Dementia is a loss of brain function that occurs with certain diseases. It affects memory, thinking, language, judgment, and behavior.


Most types of dementia are nonreversible (degenerative). Nonreversible means the changes in the brain that are causing the dementia cannot be stopped or turned back. Alzheimer's disease is the most common type of dementia.

Lewy body disease is a leading cause of dementia in elderly adults. People with this condition have abnormal protein structures in certain areas of the brain.

Dementia also can be due to many small strokes. This is called vascular dementia.

The following medical conditions also can lead to dementia:

  • - Parkinson's disease.
  • - Multiple sclerosis.
  • - Huntington's disease.
  • - Pick's disease.
  • - Progressive supranuclear palsy.
  • - Infections that can affect the brain, such as HIV/AIDS and Lyme disease.
  • Some causes of dementia may be stopped or reversed if they are found soon enough, including:
  • - Brain tumors.
  • - Changes in blood sugar, sodium, and calcium levels (see: Dementia due to metabolic causes).
  • - Low vitamin B12 levels.
  • - Normal pressure hydrocephalus.
  • - Use of certain medications, including cimetadine and some cholesterol-lowering medications.
  • - Chronic alcohol abuse.

Dementia usually occurs in older age. It is rare in people under age 60. The risk for dementia increases as a person gets older.


Dementia symptoms include difficulty with many areas of mental function, including :

  • - Language
  • - Memory
  • - Perception
  • - Emotional behavior or personality
  • - Cognitive skills (such as calculation, abstract thinking, or judgment)

Dementia usually first appears as forgetfulness.
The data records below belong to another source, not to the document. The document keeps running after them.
/// Core evaluation logic.
///
/// Contains the interpreter state, statement execution, expression
/// evaluation, and the control-flow signal used to unwind `return`.
pub mod core;

/// Binary operator evaluation.
///
/// Implements evaluation for all binary operations, including arithmetic,
/// comparisons, logical operators, and matrix multiplication.
pub mod binary;

/// Unary operator evaluation.
///
/// Handles arithmetic negation and logical `not`.
pub mod unary;

/// Matrix construction and access.
///
/// Evaluates matrix literals, row access `m[i]`, and the matrix members
/// `.T`, `.d` and `.I`.
pub mod access;

/// Control-flow statements.
///
/// Executes `if`/`elif`/`else`, `while`, and `for` over matrix rows.
pub mod control;

/// Function calls.
///
/// Dispatches calls to built-in functions and user-defined functions, and
/// manages the scopes created on each invocation.
pub mod function;

pub use core::Interpreter;
/// General utilities for safe numeric conversion.
///
/// This module provides conversion routines shared by the evaluator and the
/// built-in functions, chiefly converting user-supplied integers into sizes
/// and counts back into language-level integers without silent truncation.
pub mod num;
The early symptoms of dementia can include:

  • - Language problems, such as trouble finding the name of familiar objects.
  • - Misplacing items.
  • - Getting lost on familiar routes.
  • - Personality changes and loss of social skills.
  • - Losing interest in things you previously enjoyed, flat mood.
  • - Difficulty performing tasks that take some thought, but that used to come easily, such as balancing a checkbook, playing games (such as bridge), and learning new information or routines.